Any time a new boss/authority figure makes any type of budget cuts, it is almost guaranteed that he or she will be portrayed as a villain, and their rising to their position of authority will be portrayed as a Tyrant Takes the Helm moment. Never mind the fact that in Real Life budget cuts are often necessary, particularly in tough economic times. The idea that budget cuts may sometimes be justified is apparently an unpopular one with many writers, and all authority figures who suggest budget cuts will be portrayed as absurdly evil villains who actively hate the arts/their employees/teachers/children/the community and want to cut the budget For the Evulz rather than because of fiscal/economic realities.
There’s a seemingly easy Author's Saving Throw at play: if the authority figure wants to cut the budget on the backs of poor people, many viewers would see that as bad.
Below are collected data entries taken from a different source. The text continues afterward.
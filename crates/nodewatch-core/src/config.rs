// ── Runtime client configuration ──
//
// Describes how to reach the dashboard backend and how the registry
// should page and refresh. Never touches disk: the CLI builds one from
// its config file and flags and hands it in.

use std::time::Duration;

use nodewatch_api::{NodesClient, TlsMode, TransportConfig};
use url::Url;

use crate::error::CoreError;
use crate::model::{DEFAULT_PAGE_LIMIT, NodeQuery};

/// Connection and paging settings for one backend.
#[derive(Debug, Clone, PartialEq, Eq)]
pub struct ClientConfig {
    /// Backend base URL (e.g. `http://127.0.0.1:8000`).
    pub url: Url,
    /// Request timeout.
    pub timeout: Duration,
    /// Auto-refresh period. Zero disables auto-refresh.
    pub refresh_interval: Duration,
    /// Page size of the initial query.
    pub page_limit: u32,
    /// Skip TLS certificate verification.
    pub accept_invalid_certs: bool,
}

impl ClientConfig {
    pub fn new(url: Url) -> Self {
        Self {
            url,
            timeout: Duration::from_secs(30),
            refresh_interval: Duration::from_millis(7000),
            page_limit: DEFAULT_PAGE_LIMIT,
            accept_invalid_certs: false,
        }
    }

    fn transport(&self) -> TransportConfig {
        TransportConfig {
            tls: if self.accept_invalid_certs {
                TlsMode::DangerAcceptInvalid
            } else {
                TlsMode::System
            },
            timeout: self.timeout,
        }
    }

    /// Build the HTTP client this config describes.
    pub fn build_client(&self) -> Result<NodesClient, CoreError> {
        Ok(NodesClient::new(self.url.clone(), &self.transport())?)
    }

    /// The query a freshly constructed store should start from.
    pub fn initial_query(&self) -> NodeQuery {
        NodeQuery::with_limit(self.page_limit)
    }
}
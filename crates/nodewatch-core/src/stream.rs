// ── Snapshot subscriptions ──
//
// Subscription types for consuming registry snapshots from the store.

use std::pin::Pin;
use std::sync::Arc;
use std::task::{Context, Poll};

use futures_core::Stream;
use tokio::sync::watch;
use tokio_stream::wrappers::WatchStream;

use crate::store::RegistrySnapshot;

/// A subscription to the registry.
///
/// Gives point-in-time access to the snapshot plus change notification via
/// [`changed`](Self::changed) or by converting into a `Stream`.
pub struct SnapshotStream {
    current: Arc<RegistrySnapshot>,
    receiver: watch::Receiver<Arc<RegistrySnapshot>>,
}

impl SnapshotStream {
    pub(crate) fn new(mut receiver: watch::Receiver<Arc<RegistrySnapshot>>) -> Self {
        let current = receiver.borrow_and_update().clone();
        Self { current, receiver }
    }

    /// The snapshot seen most recently through this subscription.
    pub fn current(&self) -> &Arc<RegistrySnapshot> {
        &self.current
    }

    /// The latest published snapshot, which may be newer than `current()`.
    pub fn latest(&self) -> Arc<RegistrySnapshot> {
        self.receiver.borrow().clone()
    }

    /// Wait for the next publication.
    /// Returns `None` once every store handle has been dropped.
    pub async fn changed(&mut self) -> Option<Arc<RegistrySnapshot>> {
        self.receiver.changed().await.ok()?;
        let snap = self.receiver.borrow_and_update().clone();
        self.current = Arc::clone(&snap);
        Some(snap)
    }

    /// Convert into a `Stream` that yields the current snapshot first and
    /// then every subsequent publication.
    pub fn into_stream(self) -> SnapshotWatchStream {
        SnapshotWatchStream {
            inner: WatchStream::new(self.receiver),
        }
    }
}

/// `Stream` adapter backed by a `watch::Receiver`.
pub struct SnapshotWatchStream {
    inner: WatchStream<Arc<RegistrySnapshot>>,
}

impl Stream for SnapshotWatchStream {
    type Item = Arc<RegistrySnapshot>;

    fn poll_next(mut self: Pin<&mut Self>, cx: &mut Context<'_>) -> Poll<Option<Self::Item>> {
        Pin::new(&mut self.inner).poll_next(cx)
    }
}
//! Config subcommand handlers.

use nodewatch_config::Config;

use crate::cli::{ConfigArgs, ConfigCommand, GlobalOpts};
use crate::config;
use crate::error::CliError;
use crate::output;

fn detail(cfg: &Config) -> String {
    [
        format!("api_url             = {}", cfg.api_url),
        format!("network             = {}", cfg.network),
        format!("auto_refresh        = {}", cfg.auto_refresh),
        format!("refresh_interval_ms = {}", cfg.refresh_interval_ms),
        format!("timeout_secs        = {}", cfg.timeout_secs),
        format!("page_limit          = {}", cfg.page_limit),
        format!("output              = {}", cfg.output),
        format!("color               = {}", cfg.color),
        format!("insecure            = {}", cfg.insecure),
    ]
    .join("\n")
}

// ── Handler ─────────────────────────────────────────────────────────

pub fn handle(args: ConfigArgs, global: &GlobalOpts) -> Result<(), CliError> {
    let path = config::config_path(global);

    match args.command {
        // ── Show: effective values, flags and env included ──────────
        ConfigCommand::Show => {
            let cfg = config::load(global)?;
            let format = config::output_format(&cfg, global);
            let out = output::render_single(format, &cfg, detail, |c| c.api_url.clone());
            output::print_output(&out, global.quiet);
            Ok(())
        }

        ConfigCommand::Path => {
            output::print_output(&path.display().to_string(), global.quiet);
            Ok(())
        }

        // ── Init: write defaults ────────────────────────────────────
        ConfigCommand::Init { force } => {
            if path.exists() && !force {
                return Err(CliError::ConfigExists {
                    path: path.display().to_string(),
                });
            }
            nodewatch_config::save_config_to(&Config::default(), &path)?;
            if !global.quiet {
                eprintln!("Configuration written to {}", path.display());
            }
            Ok(())
        }

        // ── Set: file values only, env never leaks in ───────────────
        ConfigCommand::Set { key, value } => {
            let mut cfg = nodewatch_config::load_config_file(&path)?;
            cfg.set(&key, &value)?;
            nodewatch_config::save_config_to(&cfg, &path)?;
            if !global.quiet {
                eprintln!("Set {key} = {value} in {}", path.display());
            }
            Ok(())
        }
    }
}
Yet if they had been abusing the services that were cut, it might be necessary to teach them a lesson, albeit perhaps a controversial one for this audience. When such a thought leads to an assumption, sincerely held or feigned, that all economic problems are poor people’s fault, however, it is a problem.
In many particularly cheesy kid and teen movies, anyone who doesn’t immediately give the Designated Hero their way is portrayed as a jerkass. A typical example is a character who did nothing worse than compete with the protagonist for something, yet somehow deserves to be punished and humiliated, or a teacher who actually makes the protagonist work and is portrayed as a Sadist Teacher because of it.
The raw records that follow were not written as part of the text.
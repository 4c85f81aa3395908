mod cli;
mod commands;
mod config;
mod error;
mod fmt;
mod output;

use clap::Parser;
use tracing_subscriber::EnvFilter;

use crate::cli::{Cli, Command};
use crate::commands::Context;
use crate::error::CliError;

#[tokio::main]
async fn main() {
    let cli = Cli::parse();

    init_tracing(cli.global.verbose);

    if let Err(err) = run(cli).await {
        let code = err.exit_code();
        eprintln!("{:?}", miette::Report::new(err));
        std::process::exit(code);
    }
}

fn init_tracing(verbosity: u8) {
    let filter = match verbosity {
        0 => "warn",
        1 => "info",
        2 => "debug",
        _ => "trace",
    };

    tracing_subscriber::fmt()
        .with_env_filter(
            EnvFilter::try_from_default_env().unwrap_or_else(|_| EnvFilter::new(filter)),
        )
        .with_target(false)
        .with_writer(std::io::stderr)
        .init();
}

async fn run(cli: Cli) -> Result<(), CliError> {
    match cli.command {
        // Config commands never touch the backend
        Command::Config(args) => commands::config_cmd::handle(args, &cli.global),

        Command::Completions(args) => {
            use clap::CommandFactory;
            use clap_complete::generate;

            let mut cmd = Cli::command();
            generate(args.shell, &mut cmd, "nodewatch", &mut std::io::stdout());
            Ok(())
        }

        cmd => {
            let cfg = config::load(&cli.global)?;
            let ctx = Context::new(cfg, &cli.global);

            tracing::debug!(command = ?cmd, "dispatching command");
            commands::dispatch(cmd, &ctx).await
        }
    }
}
This is especially bad when the ‘hero’ belittles, humiliates, and otherwise torments his/her enemy and is portrayed as justified, but when the enemy does the exact same thing, s/he is a jerkass. This often leads to Alternative Character Interpretation: if we only ever see a character’s behavior around someone who hates them, what’s to say they aren’t sweet to their friends and family? This can then make an already Unintentionally Unsympathetic protagonist worse, if they treat their loved ones poorly.
Sitcoms and Telenovelas with a Love Triangle (well, is there any without one?) usually arrange it as a designated couple and ‘the other’, who is an obstacle in the designated couple’s happiness. They are usually referred to as the heroes and villains of the work. However, ‘the other’ may be a villain or not depending on what s/he actually does to keep the relation or in other topics. Specially if the designated couple have just met and ‘the other’ has been in the relation from years ago (and more if there are kids in the scene), doing anything to protect the relation may be perfectly justified in most cases.